Pearl 5: Chiari I malformation is defined as tonsillar herniation more than 5mm below the foramen magnum. Always request MRI brain with views of the craniocervical junction when syringomyelia is identified.
Incidence and Prevalence
| Population | Rate | Notes |
|---|---|---|
| General population | 8.4 per 100,000 | Prevalence estimate |
| Chiari I malformation | 50-70% develop syrinx | If symptomatic |
| Spinal cord injury | 3-4% develop syrinx | Post-traumatic |
| Spinal tumours | Variable | Especially ependymoma, hemangioblastoma |
Demographics
| Factor | Association |
|---|---|
| Age | Peak onset 25-40 years; Chiari-associated often presents in 2nd-3rd decade |
| Sex | Slight female predominance in Chiari-associated (1.3:1) |
| Hereditary | Chiari I has familial clustering in 12-15% |
Aetiological Classification
| Category | Causes | Proportion |
|---|---|---|
| Communicating (with 4th ventricle) | Chiari I/II malformation | 70% |
| Non-communicating | Post-traumatic, post-meningitis, tumour-associated, tethered cord | 25% |
| Idiopathic | No identifiable cause | 5% |
Risk Factors
| Risk Factor | Mechanism | Notes |
|---|---|---|
| Chiari I malformation | CSF flow obstruction at foramen magnum | Most common cause |
| Spinal cord injury | Post-traumatic cyst formation | Latency 3 months to 30 years |
| Spinal arachnoiditis | Scarring obstructs CSF flow | Post-meningitis, post-surgery |
| Intramedullary tumour | Tumour cyst or obstruction | Ependymoma, hemangioblastoma |
| Tethered cord | Altered CSF dynamics | Especially with occult spinal dysraphism |
| Basilar invagination | Craniocervical abnormality | Associated with Chiari |
Stepwise Mechanism (Chiari-Associated Syringomyelia)

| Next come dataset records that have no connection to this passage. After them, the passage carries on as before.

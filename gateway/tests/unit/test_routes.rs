//! HTTP route tests

use std::sync::Arc;

use axum::body::{Body, Bytes};
use axum::http::{Request, StatusCode};
use axum::Router;
use gantry::backend::{BackendKind, MarathonBackend, MockBackend};
use gantry::config::MarathonSettings;
use gantry::gateway::Gateway;
use gantry::models::Artifact;
use gantry::server::{build_router, ServerState};
use openapi_server::models::{
    ErrorResponse, ListDeploymentsResponse, NameResponse, RootResponse,
};
use serde::de::DeserializeOwned;
use serde_json::json;
use tower::ServiceExt;
use wiremock::matchers::{method, path, query_param};
use wiremock::{Mock, MockServer, ResponseTemplate};

fn mock_router() -> Router {
    let gateway = Gateway::new(BackendKind::Mock, Arc::new(MockBackend::new()));
    build_router(Arc::new(ServerState::new(Arc::new(gateway))))
}

fn marathon_router(server: &MockServer) -> Router {
    let settings = MarathonSettings {
        endpoint: server.uri(),
        ..Default::default()
    };
    let backend = MarathonBackend::new(settings).unwrap();
    let gateway = Gateway::new(BackendKind::Marathon, Arc::new(backend));
    build_router(Arc::new(ServerState::new(Arc::new(gateway))))
}

async fn send(app: &Router, request: Request<Body>) -> (StatusCode, Bytes) {
    let resp = app.clone().oneshot(request).await.unwrap();
    let status = resp.status();
    let body = axum::body::to_bytes(resp.into_body(), usize::MAX)
        .await
        .unwrap();
    (status, body)
}

fn decode<T: DeserializeOwned>(body: &[u8]) -> T {
    serde_json::from_slice(body).unwrap()
}

fn get(uri: &str) -> Request<Body> {
    Request::builder().uri(uri).body(Body::empty()).unwrap()
}

fn with_json(method: &str, uri: &str, body: serde_json::Value) -> Request<Body> {
    Request::builder()
        .method(method)
        .uri(uri)
        .header("content-type", "application/json")
        .header("x-team", "shop")
        .header("x-uid", "jdoe")
        .body(Body::from(serde_json::to_string(&body).unwrap()))
        .unwrap()
}

fn cat_spec() -> serde_json::Value {
    json!({
        "name": "cat",
        "imageURL": "registry.test/cat:1",
        "ports": [8080],
        "replicas": 2,
        "cpuLimit": 0.5,
        "memoryLimit": "1GB"
    })
}

#[tokio::test]
async fn test_root_reports_backend() {
    let (status, body) = send(&mock_router(), get("/")).await;
    assert_eq!(status, StatusCode::OK);

    let root: RootResponse = decode(&body);
    assert_eq!(root.service, "gantry");
    assert_eq!(root.backend, "mock");
}

#[tokio::test]
async fn test_health() {
    let (status, body) = send(&mock_router(), get("/health")).await;
    assert_eq!(status, StatusCode::OK);

    let health: serde_json::Value = decode(&body);
    assert_eq!(health["status"], "healthy");
}

#[tokio::test]
async fn test_list_deployments() {
    let (status, body) = send(&mock_router(), get("/deployments?all=true")).await;
    assert_eq!(status, StatusCode::OK);

    let list: ListDeploymentsResponse = decode(&body);
    assert_eq!(list.deployments, vec!["fake-cat".to_string()]);
}

#[tokio::test]
async fn test_create_then_info() {
    let app = mock_router();

    let (status, body) = send(&app, with_json("POST", "/deployments", cat_spec())).await;
    assert_eq!(status, StatusCode::OK);
    let created: NameResponse = decode(&body);
    assert_eq!(created.name, "fake-cat");

    let (status, body) = send(&app, get("/deployments/cat")).await;
    assert_eq!(status, StatusCode::OK);
    let artifact: Artifact = decode(&body);
    assert_eq!(artifact.name, "fake-cat");
    assert_eq!(artifact.requested_replicas, 1);

    let raw: serde_json::Value = decode(&body);
    assert!(raw.get("runningReplicas").is_some());
    assert!(raw["runningReplicas"][0]["containers"][0].get("imageURL").is_some());
}

#[tokio::test]
async fn test_update_delete_and_scale() {
    let app = mock_router();

    let (status, body) = send(&app, with_json("PUT", "/deployments/cat", cat_spec())).await;
    assert_eq!(status, StatusCode::OK);
    assert_eq!(decode::<serde_json::Value>(&body), json!({}));

    let request = Request::builder()
        .method("DELETE")
        .uri("/deployments/cat")
        .body(Body::empty())
        .unwrap();
    let (status, _) = send(&app, request).await;
    assert_eq!(status, StatusCode::OK);

    let request = Request::builder()
        .method("PATCH")
        .uri("/deployments/cat/replicas/4?force=true")
        .body(Body::empty())
        .unwrap();
    let (status, _) = send(&app, request).await;
    assert_eq!(status, StatusCode::OK);
}

#[tokio::test]
async fn test_malformed_memory_is_bad_request() {
    let mut spec = cat_spec();
    spec["memoryLimit"] = json!("lots");

    let (status, body) = send(&mock_router(), with_json("POST", "/deployments", spec)).await;
    assert_eq!(status, StatusCode::BAD_REQUEST);

    let error: ErrorResponse = decode(&body);
    assert!(error.error.contains("lots"));
}

#[tokio::test]
async fn test_update_name_mismatch_is_bad_request() {
    let (status, _) = send(&mock_router(), with_json("PUT", "/deployments/dog", cat_spec())).await;
    assert_eq!(status, StatusCode::BAD_REQUEST);
}

#[tokio::test]
async fn test_invalid_replica_count_is_bad_request() {
    let request = Request::builder()
        .method("PATCH")
        .uri("/deployments/cat/replicas/-1")
        .body(Body::empty())
        .unwrap();
    let (status, _) = send(&mock_router(), request).await;
    assert_eq!(status, StatusCode::BAD_REQUEST);
}

#[tokio::test]
async fn test_list_filters_by_caller_identity() {
    let server = MockServer::start().await;
    Mock::given(method("GET"))
        .and(path("/v2/apps"))
        .and(query_param("label", "team==shop,uid==jdoe"))
        .respond_with(ResponseTemplate::new(200).set_body_json(json!({"apps": [{"id": "/cat"}]})))
        .expect(1)
        .mount(&server)
        .await;

    let request = Request::builder()
        .uri("/deployments")
        .header("x-team", "shop")
        .header("x-uid", "jdoe")
        .body(Body::empty())
        .unwrap();
    let (status, body) = send(&marathon_router(&server), request).await;
    assert_eq!(status, StatusCode::OK);

    let list: ListDeploymentsResponse = decode(&body);
    assert_eq!(list.deployments, vec!["/cat".to_string()]);
}

#[tokio::test]
async fn test_create_writes_ownership_labels() {
    let server = MockServer::start().await;
    Mock::given(method("POST"))
        .and(path("/v2/apps"))
        .respond_with(ResponseTemplate::new(201).set_body_json(json!({"id": "/cat"})))
        .mount(&server)
        .await;

    let (status, body) = send(
        &marathon_router(&server),
        with_json("POST", "/deployments", cat_spec()),
    )
    .await;
    assert_eq!(status, StatusCode::OK);
    assert_eq!(decode::<NameResponse>(&body).name, "/cat");

    let requests = server.received_requests().await.unwrap();
    let app: serde_json::Value = serde_json::from_slice(&requests[0].body).unwrap();
    assert_eq!(app["labels"]["team"], "shop");
    assert_eq!(app["labels"]["uid"], "jdoe");
    assert_eq!(app["mem"], 1000.0);
}

#[tokio::test]
async fn test_backend_errors_map_to_status_codes() {
    let server = MockServer::start().await;
    Mock::given(method("GET"))
        .and(path("/v2/apps/dog"))
        .respond_with(ResponseTemplate::new(404).set_body_json(json!({"message": "App '/dog' does not exist"})))
        .mount(&server)
        .await;
    Mock::given(method("POST"))
        .and(path("/v2/apps"))
        .respond_with(ResponseTemplate::new(409).set_body_json(json!({"message": "already exists"})))
        .mount(&server)
        .await;

    let app = marathon_router(&server);

    let (status, body) = send(&app, get("/deployments/dog")).await;
    assert_eq!(status, StatusCode::NOT_FOUND);
    let error: ErrorResponse = decode(&body);
    assert!(error.error.contains("does not exist"));

    let (status, _) = send(&app, with_json("POST", "/deployments", cat_spec())).await;
    assert_eq!(status, StatusCode::CONFLICT);
}

#[tokio::test]
async fn test_update_keeps_ownership_labels() {
    let server = MockServer::start().await;
    Mock::given(method("PUT"))
        .and(path("/v2/apps/cat"))
        .respond_with(ResponseTemplate::new(200).set_body_json(json!({"deploymentId": "d-1"})))
        .expect(1)
        .mount(&server)
        .await;

    let (status, _) = send(
        &marathon_router(&server),
        with_json("PUT", "/deployments/cat", cat_spec()),
    )
    .await;
    assert_eq!(status, StatusCode::OK);

    let requests = server.received_requests().await.unwrap();
    let app: serde_json::Value = serde_json::from_slice(&requests[0].body).unwrap();
    assert_eq!(app["labels"]["team"], "shop");
    assert_eq!(app["labels"]["uid"], "jdoe");
}

#[tokio::test]
async fn test_undecodable_body_is_bad_request() {
    let app = mock_router();

    let request = Request::builder()
        .method("POST")
        .uri("/deployments")
        .header("content-type", "application/json")
        .body(Body::from("{not json"))
        .unwrap();
    let (status, body) = send(&app, request).await;
    assert_eq!(status, StatusCode::BAD_REQUEST);
    let error: ErrorResponse = decode(&body);
    assert!(error.error.starts_with("Validation error"));

    let (status, body) = send(
        &app,
        with_json("PUT", "/deployments/cat", json!({"imageURL": "registry.test/cat:1"})),
    )
    .await;
    assert_eq!(status, StatusCode::BAD_REQUEST);
    let error: ErrorResponse = decode(&body);
    assert!(error.error.contains("name"));
}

Step 1: CSF Flow Obstruction at Foramen Magnum
- Chiari I: cerebellar tonsils herniate more than 5mm below foramen magnum
- Creates obstruction to normal CSF flow from cranium to spine
- During Valsalva/coughing, intracranial pressure rises
- CSF cannot equilibrate normally between compartments
Step 2: Pressure Differential and CSF Entry into Cord
- Elevated pressure forces CSF into central canal of spinal cord
- Perivascular spaces (Virchow-Robin spaces) may act as conduits
- CSF accumulates within cord substance
- Formation of initial syrinx cavity
Step 3: Syrinx Expansion
- Repeated pressure pulsations with each cardiac cycle
- Progressive enlargement of fluid-filled cavity
- Syrinx typically expands in longitudinal and transverse dimensions
- Central grey matter initially affected
Step 4: Neural Tissue Damage
- Crossing spinothalamic tract fibres in anterior white commissure damaged first
- Results in dissociated sensory loss (pain/temperature lost, light touch preserved)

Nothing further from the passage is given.